Letters Kept Rebels' Hopes Alive

Notes smuggled in encouraged new view of military role and paved way for a return to power. IN A PANAMANIAN PRISON: ANTI-NORIEGA SOLDIERS

DURING his 21 months in jail following a failed coup on March 16, 1988, Maj. Fernando Quezada learned 998 English idioms from a ripped-up phrase book he kept stuffed in his pants. Capt. Humberto Macea, a fellow participant in the coup attempt, spent his days in solitary confinement at the Renacer Prison, reading the Bible from cover to cover.

For these two men and 10 other imprisoned rebels, most of whom are now top officers of the newly formed Panamanian Public Force, the main source of hope and nourishment was a stream of letters from a woman they knew simply as ``Oriana.''

Nicknamed for Oriana Fallaci, the Italian journalist who wrote a book about her secret correspondence with a man in a Greek jail, the mysterious woman - an intellectual who prefers to remain anonymous - says she began writing the letters ``because I knew that they needed contact with the outside world. It was like planting seeds on fertile ground.''

The weekly missives, folded into tiny wads and smuggled in with the assistance of two sympathetic prison guards, helped keep the officers from succumbing to the psychological pressure applied by the regime of Gen. Manuel Antonio Noriega, who is said to have executed at least 10 leaders of another coup attempt, on Oct. 3, 1989.

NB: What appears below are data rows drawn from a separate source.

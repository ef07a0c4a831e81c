use poster_arena::{Arena, Region, HEADER_SIZE};
use proptest::prelude::*;

#[derive(Clone, Debug)]
enum Op {
    Malloc(u64),
    /// Free the live allocation at this index, modulo the number of live allocations.
    Free(usize),
}

fn op() -> impl Strategy<Value = Op> {
    prop_oneof![
        (0u64..2048).prop_map(Op::Malloc),
        any::<usize>().prop_map(Op::Free),
    ]
}

fn assert_disjoint(live: &[(u64, u64)]) {
    let mut sorted = live.to_vec();
    sorted.sort();
    for pair in sorted.windows(2) {
        let (a, a_len) = pair[0];
        let (b, _) = pair[1];
        assert!(a + a_len <= b, "allocation {a}+{a_len} overlaps {b}");
    }
}

proptest! {
    #[test]
    fn live_allocations_never_overlap(ops in proptest::collection::vec(op(), 1..200)) {
        let region = Region::anonymous(1 << 16).unwrap();
        let arena = Arena::format(&region).unwrap();
        let mut live: Vec<(u64, u64)> = vec![];

        for op in ops {
            match op {
                Op::Malloc(n) => {
                    // Exhaustion is fine, it must just not hand out overlapping memory.
                    if let Ok(off) = arena.malloc(n) {
                        prop_assert!(arena.usable(off).unwrap() >= n);
                        prop_assert!(off + n <= arena.capacity());
                        live.push((off, n));
                    }
                }
                Op::Free(idx) if !live.is_empty() => {
                    let (off, _) = live.swap_remove(idx % live.len());
                    prop_assert!(arena.free(off).is_ok());
                }
                Op::Free(_) => {}
            }

            assert_disjoint(&live);
        }

        // Free chunks are never adjacent.
        let chunks = arena.free_chunks().unwrap();
        for pair in chunks.windows(2) {
            prop_assert!(pair[0].offset + pair[0].len < pair[1].offset);
        }

        for (off, _) in live.drain(..) {
            prop_assert!(arena.free(off).is_ok());
        }

        let chunks = arena.free_chunks().unwrap();
        prop_assert_eq!(chunks.len(), 1);
        prop_assert_eq!(chunks[0].offset, HEADER_SIZE);
        prop_assert_eq!(chunks[0].len, arena.capacity() - HEADER_SIZE);
    }
}

#[test]
fn payloads_keep_their_content() {
    let region = Region::anonymous(1 << 14).unwrap();
    let arena = Arena::format(&region).unwrap();

    let offsets: Vec<u64> = (0..8u8)
        .map(|i| {
            let off = arena.malloc(100).unwrap();
            region.fill(off, 100, i);
            off
        })
        .collect();

    arena.free(offsets[3]).unwrap();
    arena.free(offsets[5]).unwrap();
    let reused = arena.malloc(40).unwrap();
    region.fill(reused, 40, 0xee);

    for (i, &off) in offsets.iter().enumerate() {
        if i == 3 || i == 5 {
            continue;
        }
        let mut buf = [0; 100];
        region.copy_out(off, &mut buf);
        assert!(buf.iter().all(|&b| b == i as u8), "allocation {i} was clobbered");
    }
}
//! A blocking connection to one poster server.
use std::io::{BufReader, BufWriter};
use std::net::{TcpStream, ToSocketAddrs};
use std::time::Duration;

use crate::config::with_port;
use crate::wire::{self, Reply, Request};
use crate::{Error, Result};

/// Calls into one remote poster server, one request at a time.
///
/// After a transport failure or a timeout the stream may be out of step with the server, the
/// client then reports itself [broken](RpcClient::is_broken) and must be replaced.
pub struct RpcClient {
    host: String,
    reader: BufReader<TcpStream>,
    writer: BufWriter<TcpStream>,
    broken: bool,
}

impl RpcClient {
    /// Connect to `host`, on the default port unless it names one.
    ///
    /// The timeout bounds the connection attempt and every later reply.
    pub fn connect(host: &str, timeout: Option<Duration>) -> Result<Self> {
        let address = with_port(host);
        let mut last = None;

        for addr in address.to_socket_addrs().map_err(Error::TransportFailure)? {
            let attempt = match timeout {
                Some(timeout) => TcpStream::connect_timeout(&addr, timeout),
                None => TcpStream::connect(addr),
            };

            match attempt {
                Ok(stream) => return Self::from_stream(host, stream, timeout),
                Err(err) => last = Some(err),
            }
        }

        Err(Error::TransportFailure(last.unwrap_or_else(|| {
            std::io::Error::new(std::io::ErrorKind::NotFound, "host has no address")
        })))
    }

    fn from_stream(host: &str, stream: TcpStream, timeout: Option<Duration>) -> Result<Self> {
        stream.set_nodelay(true).map_err(Error::TransportFailure)?;
        stream
            .set_read_timeout(timeout)
            .map_err(Error::TransportFailure)?;
        stream
            .set_write_timeout(timeout)
            .map_err(Error::TransportFailure)?;
        let reader = stream.try_clone().map_err(Error::TransportFailure)?;

        tracing::debug!(host, "connected to poster server");
        Ok(RpcClient {
            host: host.to_owned(),
            reader: BufReader::new(reader),
            writer: BufWriter::new(stream),
            broken: false,
        })
    }

    pub fn host(&self) -> &str {
        &self.host
    }

    pub fn is_broken(&self) -> bool {
        self.broken
    }

    /// Send `request` and wait for its reply.
    ///
    /// Errors reported by the server are returned as they are, the connection stays usable.
    pub fn call(&mut self, request: &Request) -> Result<Reply> {
        if self.broken {
            return Err(Error::TransportFailure(std::io::Error::new(
                std::io::ErrorKind::NotConnected,
                "connection was abandoned",
            )));
        }

        match self.exchange(request) {
            Ok(body) => wire::decode_response(request, &body),
            Err(err) => {
                tracing::warn!(host = %self.host, error = %err, "poster server call failed");
                self.broken = true;
                Err(err)
            }
        }
    }

    fn exchange(&mut self, request: &Request) -> Result<Vec<u8>> {
        wire::write_frame(&mut self.writer, &request.encode()).map_err(Error::transport)?;
        wire::read_frame(&mut self.reader)?.ok_or_else(|| {
            Error::TransportFailure(std::io::Error::new(
                std::io::ErrorKind::UnexpectedEof,
                "server closed the connection",
            ))
        })
    }
}

impl core::fmt::Debug for RpcClient {
    fn fmt(&self, f: &mut core::fmt::Formatter<'_>) -> core::fmt::Result {
        f.debug_struct("RpcClient")
            .field("host", &self.host)
            .field("broken", &self.broken)
            .finish()
    }
}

Oriana's analysis of national and international events also contributed to the way the men now think about the Defense Forces. The officers say the letters and the time in prison helped them see more clearly the need for a military institution completely under the control of the civilian government. They became convinced that only in that way could they avoid the dictatorship of a single man like General Noriega.

``Oriana's letters were what gave us strength,'' says Captain Macea, speaking of his year in solitary confinement. ``We saw that if Noriega wasn't going to kill us after the coup, he was going to leave us worse than dead. He wanted to wear us down mentally.''

The letters ``gave us hope and encouragement,'' he says.

Macea and his cohorts found ingenious ways to pass the illegal reading material from cell to cell.

At one point, they hid the letters in a bottle of ``Wet Ones'' facial tissues, tying a 24-foot string of clear dental floss to the top of the container so they could move it around. When a prisoner finished the letter, he would say, ``Telephone,'' and the next person would gently pull the floss to get the Wet Ones - and the letter.

If the network of floss could not be laid out beforehand, the prisoners would wrap it around a tennis ball and let it unravel as they bounced the ball off the wall to the next cell.

As time went on, they ``brainwashed'' two of the guards, as one of the prisoners put it. That made it possible to sneak in a variety of items, even champagne and caviar on occasion.

The officers obtained a three-inch radio to listen to the news. The radio was flushed down the toilet one day when an officer panicked upon hearing his cell door open. Three months later, the pipes clogged and prison guards found the incriminating evidence. Fortunately, it fell into the hands of sympathetic guards.

Throughout the 16 months in which she wrote letters, Oriana told the officers not to lose faith because the political and economic crises revolving around Noriega could not last indefinitely.

She predicted that, because of the United States interest in protecting the Panama Canal, the crisis would be resolved by Dec. 31, 1989, the date that a Panamanian was scheduled under the Canal treaties to take over the post of canal administrator.

Sure enough, on the morning of Dec. 20, the prisoners awoke to the sounds of distant gunfire. The US invasion had begun.

US troops arrived within hours to free the coup attempt and political prisoners. But Major Quezada and a few others had already been rushed, hooded and handcuffed, to the mountains by resisting troops loyal to Noriega.

Quezada says the Noriega loyalists had orders to kill them in the event of a US invasion. The loyalists tried in vain to get in touch with their commander in chief for instructions on how to organize the resistance - and how to dispose of the prisoners.

But Noriega was incommunicado. He was busy eluding US troops in Panama City and made no effort to organize his forces, military experts say. His failure to communicate with his troops not only made the resistance weak and disorganized - Quezada says it may have saved his life.

Since returning a week ago, nearly all the coup-attempt prisoners from the Renacer Prison have risen to top posts in the reconstructed military.

Quezada is the new police chief for Panama City, with Macea as his top aide. Maj. Aristides Baldonedo, a US-educated soldier, is now director of intelligence and security. Others in the group occupy crucial jobs ranging from head of civic affairs to the new prisons chief to the director of logistics and finance.

Oriana, the oracle who helped give structure and meaning to their lives for more than a year, has slipped back into anonymity.